Pour les costumes également, prêt et débrouille. Il y a longtemps que nous ne voulons plus jeter ni commander très loin des choses sans devenir… La fermeture de nombreux commerces pendant la préparation du tournage a encore accentué notre vigilance à cet endroit. En marge de cette économie responsable, une filiation magnifique se nomme quand un.e élève lit sur l’étiquette de son costume le nom d’un.e autre élève, qui a quitté l’école depuis longtemps pour « entrer dans la carrière ».

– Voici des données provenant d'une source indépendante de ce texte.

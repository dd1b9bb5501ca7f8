use std::io::Read;
use std::path::PathBuf;

use anyhow::{Context, Result};
use chrono::{Local, NaiveDate};
use clap::{Args, Parser, Subcommand};
use rust_decimal::Decimal;
use tracing::debug;

use tax_api::{
    ApiContext, AppConfig, PaymentTracker, QuarterStatus, handle_calculate, handle_quarterly,
    logging,
};
use tax_core::calculations::common::{format_currency, format_percent, round_half_up};
use tax_core::calculations::{estimate, quarterly_due_dates_with_rule};
use tax_core::{
    BracketTableProvider, DeductionKind, FilingStatus, TaxCalculationInput, TaxCalculationResult,
};

// ─── CLI definition ──────────────────────────────────────────────────────────

/// Federal income tax and quarterly estimated payment calculator.
#[derive(Debug, Parser)]
#[command(name = "taxscope", version, about)]
struct Cli {
    /// TOML config file. Built-in defaults when omitted.
    #[arg(long, global = true)]
    config: Option<PathBuf>,

    /// Log at debug level regardless of config.
    #[arg(short, long, global = true)]
    verbose: bool,

    #[command(subcommand)]
    command: Command,
}

#[derive(Debug, Subcommand)]
enum Command {
    /// Calculate the tax for one year.
    Calculate {
        #[command(flatten)]
        input: InputArgs,

        /// Print the result as JSON.
        #[arg(long)]
        json: bool,
    },
    /// Print the estimated-payment schedule.
    Quarterly {
        /// Defaults to the configured year.
        #[arg(long)]
        year: Option<i32>,
    },
    /// Calculate, then track the quarterly payments.
    Plan {
        #[command(flatten)]
        input: InputArgs,

        /// Quarters already paid, e.g. `--paid 1,2`.
        #[arg(long, value_delimiter = ',')]
        paid: Vec<u8>,

        /// Reference date for statuses (YYYY-MM-DD). Defaults to today.
        #[arg(long)]
        today: Option<NaiveDate>,
    },
    /// Run a JSON request body through a handler and print the response.
    Request {
        #[arg(value_enum)]
        endpoint: Endpoint,

        /// Body file. Reads stdin when omitted.
        #[arg(long)]
        file: Option<PathBuf>,
    },
}

#[derive(Debug, Clone, Copy, clap::ValueEnum)]
enum Endpoint {
    Calculate,
    Quarterly,
}

#[derive(Debug, Args)]
struct InputArgs {
    /// single, married_joint, married_separate, head_of_household (or S, MFJ, MFS, HOH).
    #[arg(long, default_value = "single", value_parser = parse_filing_status)]
    filing_status: FilingStatus,

    #[arg(long, default_value = "0")]
    gross_income: Decimal,

    #[arg(long, default_value = "0")]
    self_employment_income: Decimal,

    /// Itemized deductions. The standard deduction applies when larger.
    #[arg(long, default_value = "0")]
    deductions: Decimal,

    #[arg(long, default_value = "0")]
    withholdings: Decimal,

    /// Defaults to the configured year.
    #[arg(long)]
    year: Option<i32>,
}

impl InputArgs {
    fn input(&self) -> TaxCalculationInput {
        TaxCalculationInput::new(self.filing_status, self.gross_income)
            .with_self_employment_income(self.self_employment_income)
            .with_deductions(self.deductions)
            .with_withholdings(self.withholdings)
    }
}

fn parse_filing_status(s: &str) -> Result<FilingStatus, String> {
    FilingStatus::parse(s).ok_or_else(|| format!("unknown filing status '{s}'"))
}

// ─── commands ────────────────────────────────────────────────────────────────

fn calculate(
    ctx: &ApiContext,
    args: &InputArgs,
) -> Result<TaxCalculationResult> {
    let year = args.year.unwrap_or(ctx.default_year);
    let result = estimate(&ctx.tables, &args.input(), year)
        .with_context(|| format!("Failed to calculate taxes for {year}"))?;
    Ok(result.normalized())
}

fn print_result(result: &TaxCalculationResult) {
    println!(
        "{} federal tax, {}",
        result.tax_year,
        result.filing_status.label()
    );
    println!("  Gross income          {:>14}", format_currency(result.gross_income));
    let deduction = match result.deduction_used {
        DeductionKind::Standard => "standard",
        DeductionKind::Itemized => "itemized",
    };
    println!(
        "  Deduction ({deduction:<8})  {:>14}",
        format_currency(result.deduction_applied())
    );
    println!(
        "  Half SE tax           {:>14}",
        format_currency(result.self_employment_deduction)
    );
    println!("  Taxable income        {:>14}", format_currency(result.taxable_income));
    for entry in &result.bracket_breakdown {
        println!("    {:<32} {:>12}", entry.bracket, format_currency(entry.tax));
    }
    println!("  Federal tax           {:>14}", format_currency(result.federal_tax));
    println!(
        "  Self-employment tax   {:>14}",
        format_currency(result.self_employment_tax)
    );
    println!("  Total tax             {:>14}", format_currency(result.total_tax));
    println!("  Effective rate        {:>14}", format_percent(result.effective_rate));
    println!("  Marginal rate         {:>14}", format_percent(result.marginal_rate));
    println!("  Withholdings          {:>14}", format_currency(result.withholdings));
    if result.is_refund() {
        println!("  Refund                {:>14}", format_currency(result.refund()));
    } else {
        println!("  Estimated owed        {:>14}", format_currency(result.estimated_owed));
    }
    println!(
        "  Quarterly payment     {:>14}",
        format_currency(result.quarterly_payment)
    );
}

fn quarterly(
    ctx: &ApiContext,
    year: Option<i32>,
) -> Result<()> {
    let year = year.unwrap_or(ctx.default_year);
    let quarters = quarterly_due_dates_with_rule(year, ctx.due_date_rule)
        .with_context(|| format!("Failed to build quarterly schedule for {year}"))?;
    for q in &quarters {
        println!(
            "Q{}  {:<16} due {}",
            q.quarter,
            q.period,
            q.due_date.format("%b %-d, %Y")
        );
    }
    Ok(())
}

fn status_text(status: QuarterStatus) -> String {
    match status {
        QuarterStatus::Paid => "Paid".to_string(),
        QuarterStatus::Overdue => "Overdue".to_string(),
        QuarterStatus::DueSoon { days } => format!("{days} days"),
        QuarterStatus::Upcoming => "Upcoming".to_string(),
    }
}

fn plan(
    ctx: &ApiContext,
    args: &InputArgs,
    paid: &[u8],
    today: NaiveDate,
) -> Result<()> {
    let result = calculate(ctx, args)?;
    let periods = quarterly_due_dates_with_rule(result.tax_year, ctx.due_date_rule)
        .context("Failed to build quarterly schedule")?;

    let mut tracker = PaymentTracker::new(periods, round_half_up(result.quarterly_payment));
    for &quarter in paid {
        tracker
            .toggle_paid(quarter)
            .with_context(|| format!("Cannot mark quarter {quarter} paid"))?;
    }

    println!("{} quarterly payments as of {today}", result.tax_year);
    for q in tracker.quarters() {
        println!(
            "Q{}  {:<16} due {:<13} {:>12}  {}",
            q.period.quarter,
            q.period.period,
            q.period.due_date.format("%b %-d, %Y").to_string(),
            format_currency(q.estimated_amount),
            status_text(q.status(today))
        );
    }
    println!("Total estimated {:>12}", format_currency(tracker.total_estimated()));
    println!("Total paid      {:>12}", format_currency(tracker.total_paid()));
    println!("Remaining       {:>12}", format_currency(tracker.remaining()));
    Ok(())
}

fn request(
    ctx: &ApiContext,
    endpoint: Endpoint,
    file: Option<&PathBuf>,
) -> Result<()> {
    let body = match file {
        Some(path) => std::fs::read_to_string(path)
            .with_context(|| format!("Failed to read: {}", path.display()))?,
        None => {
            let mut body = String::new();
            std::io::stdin()
                .read_to_string(&mut body)
                .context("Failed to read stdin")?;
            body
        }
    };

    let response = match endpoint {
        Endpoint::Calculate => handle_calculate(ctx, &body),
        Endpoint::Quarterly => handle_quarterly(ctx, &body),
    };
    println!("{}", serde_json::to_string_pretty(&response.body)?);

    if !response.is_success() {
        anyhow::bail!("request failed with status {}", response.status);
    }
    Ok(())
}

// ─── entry point ─────────────────────────────────────────────────────────────

fn main() -> Result<()> {
    let cli = Cli::parse();

    let config = AppConfig::load_or_default(cli.config.as_deref())
        .context("Failed to load configuration")?;
    logging::init_logging(&config.logging)?;
    if cli.verbose {
        logging::set_log_level("debug")?;
    }
    debug!(?config, "configuration loaded");

    let ctx = ApiContext::from_config(&config).context("Failed to load tax tables")?;
    debug!(years = ?ctx.tables.years(), "tax tables ready");

    match cli.command {
        Command::Calculate { input, json } => {
            let result = calculate(&ctx, &input)?;
            if json {
                println!("{}", serde_json::to_string_pretty(&result)?);
            } else {
                print_result(&result);
            }
        }
        Command::Quarterly { year } => quarterly(&ctx, year)?,
        Command::Plan { input, paid, today } => {
            let today = today.unwrap_or_else(|| Local::now().date_naive());
            plan(&ctx, &input, &paid, today)?;
        }
        Command::Request { endpoint, file } => request(&ctx, endpoint, file.as_ref())?,
    }

    Ok(())
}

Avec Pelléas et Mélisande, tout un monde s’est engouffré dans notre salle de cours. Un monde de forêt, de mer, d’eau, auquel les élèves ont encore ajouté en proposant du répertoire connexe, lui aussi « en extérieur ». C’est dans cet apport, avec O Solitude de Purcell, que Paul a nommé le couple « crise écologique », désormais inséparable :
Que mes yeux sont contents
De voir ces bois, qui se trouvèrent
À la nativité du temps,
Et que tous les siècles révèrent,
Être encore aussi beaux et verts
Qu’aux premiers jours de l’univers
Jusqu’au terme de leur carrière et de leur vie, les deux mots liés, « crise écologique », indissociables de l’évocation de la nature dans leur art. Mais quand Marine, chantant le rôle de Mélisande, l’a définie du seul mot de « vivante », j’ai bien cru voir passer l’écoféminisme sous la forme de l’ombre d’une blanche biche, furtive…
Emmanuelle Cordoliani joue, écrit, enseigne, met en scène et raconte des histoires. Elle est également professeure au CNSMDP.